Emotional Coping with the World: Embodiment, Logic, Authenticity, and the Social Nature of Emotions
Author(s) Igor Cvejić Publisher Institute for Philosophy and Social Theory, University of Belgrade Akademska knjiga, Novi Sad Published 2024 ISBN 978-86-82324-86-7 Pages 319 Edition ArcusThe book Emotional Confrontation with the World: Embodiment, Logic, Authenticity, and the Social Nature of Emotions by Igor Cvejić primarily examines contemporary phenomenological approaches to emotions, which understand emotions as an engaged relationship with the world, others, and ourselves. The author explains emotions as specific forms of ‘encounters’ characterized by the disturbance of the world of experience, which can be both negative and positive, and the constitution of the horizon of action. Therefore, an emotional relationship is characterized by the fact that we are confronted with or required to respond to something, for example, to distance ourselves or come closer, and at the same time, it makes us engaged with the situation around us and others. The author emphasizes that emotional encounters are a form of vulnerability inherent to emotional beings, ‘cracks’ through which the world and others enter our emotional landscape, but which also make us transparent in these relationships. In this way, emotions simultaneously reveal ourselves, the world, and others in a certain way and become a kind of guide on how we find ourselves in these relationships.

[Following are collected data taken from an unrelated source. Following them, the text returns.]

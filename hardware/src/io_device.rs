use log::{debug, error};

use crate::{asm::Instruction, interrupt::Irq};

/// A device that serves one instruction at a time, taking a fixed number of
/// ticks per request and raising IO_OUT when done.
#[derive(Debug)]
pub struct IoDevice {
    id: String,
    service_time: u64,
    in_flight: Option<InFlight>,
}

#[derive(Debug)]
struct InFlight {
    instruction: Instruction,
    remaining: u64,
}

impl IoDevice {
    pub fn new(id: &str, service_time: u64) -> Self {
        Self {
            id: id.to_owned(),
            service_time: service_time.max(1),
            in_flight: None,
        }
    }

    pub fn id(&self) -> &str {
        &self.id
    }

    pub fn service_time(&self) -> u64 {
        self.service_time
    }

    pub fn is_idle(&self) -> bool {
        self.in_flight.is_none()
    }

    pub fn current(&self) -> Option<Instruction> {
        self.in_flight.as_ref().map(|op| op.instruction)
    }

    /// Starts serving `instruction`. Handing work to a busy device is a
    /// wiring error in the caller; the new request replaces nothing and is
    /// ignored.
    pub fn execute(&mut self, instruction: Instruction) {
        if let Some(op) = &self.in_flight {
            error!(
                "{} is busy with {}, dropping {instruction}",
                self.id,
                op.instruction
            );
            return;
        }
        debug!("{} started {instruction}", self.id);
        self.in_flight = Some(InFlight {
            instruction,
            remaining: self.service_time,
        });
    }

    /// The device goes idle before IO_OUT is returned, so the handler may
    /// immediately start the next request.
    pub fn tick(&mut self) -> Option<Irq> {
        let op = self.in_flight.as_mut()?;
        op.remaining -= 1;
        if op.remaining > 0 {
            return None;
        }

        debug!("{} finished {}", self.id, op.instruction);
        self.in_flight = None;
        Some(Irq::io_out())
    }
}
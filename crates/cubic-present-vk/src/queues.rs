// SPDX-License-Identifier: CEPL-1.0
use ash::vk;

use crate::error::{NegotiationError, Result};
use crate::probe::Candidate;
use crate::runtime::InstanceQueries;

/// Partially resolved queue roles, as found while scanning.
#[derive(Clone, Copy, Debug, Default, PartialEq, Eq)]
pub struct QueueFamilyIndices {
    pub graphics: Option<u32>,
    pub present: Option<u32>,
}

impl QueueFamilyIndices {
    pub fn is_complete(&self) -> bool {
        self.graphics.is_some() && self.present.is_some()
    }

    pub fn resolve(self) -> Option<QueueFamilies> {
        Some(QueueFamilies {
            graphics: self.graphics?,
            present: self.present?,
        })
    }
}

/// Queue families covering both graphics submission and presentation.
///
/// Only obtainable from complete [`QueueFamilyIndices`].
#[derive(Clone, Copy, Debug, PartialEq, Eq)]
pub struct QueueFamilies {
    graphics: u32,
    present: u32,
}

impl QueueFamilies {
    pub fn graphics(&self) -> u32 {
        self.graphics
    }

    pub fn present(&self) -> u32 {
        self.present
    }

    /// One family serves both roles.
    pub fn is_shared(&self) -> bool {
        self.graphics == self.present
    }

    /// `[graphics]` or `[graphics, present]`.
    pub fn distinct(&self) -> Vec<u32> {
        if self.is_shared() {
            vec![self.graphics]
        } else {
            vec![self.graphics, self.present]
        }
    }
}

/// Scan families in index order for the first graphics family and the first
/// family able to present to `surface`, stopping once both are known.
pub fn resolve_queue_families(
    rt: &impl InstanceQueries,
    device: Candidate,
    surface: vk::SurfaceKHR,
) -> Result<QueueFamilies> {
    let mut found = QueueFamilyIndices::default();

    for (props, index) in rt.queue_families(device.handle).iter().zip(0u32..) {
        if found.graphics.is_none() && props.queue_flags.contains(vk::QueueFlags::GRAPHICS) {
            found.graphics = Some(index);
        }
        if found.present.is_none()
            && rt
                .surface_support(device.handle, index, surface)
                .map_err(NegotiationError::query(device.index, "surface support"))?
        {
            found.present = Some(index);
        }
        if found.is_complete() {
            break;
        }
    }

    found
        .resolve()
        .ok_or(NegotiationError::IncompleteQueueFamilies {
            device: device.index,
            graphics: found.graphics,
            present: found.present,
        })
}

/// One create-info per distinct family, each with a single queue.
pub fn queue_create_infos<'a>(
    families: &QueueFamilies,
    priorities: &'a [f32],
) -> Vec<vk::DeviceQueueCreateInfo<'a>> {
    families
        .distinct()
        .into_iter()
        .map(|family| {
            vk::DeviceQueueCreateInfo::default()
                .queue_family_index(family)
                .queue_priorities(priorities)
        })
        .collect()
}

By examining the phenomenological characteristics of emotions and emotional relationships with others, the inherent logic of emotions, and the authenticity of emotional relationships, the author points out ways to adequately emotionally relate to both past and present situations and open possibilities in relation to the world and others.
Igor Cvejić is a senior research associate at the Institute for Philosophy and Social Theory, University of Belgrade. He has published numerous works at the intersection of the philosophy of emotions, the theory of collective action and sociality, aesthetics, and research on social engagement, including a monograph on Kant’s understanding of feelings The Irreducibility of the Capacity for Feeling (2018).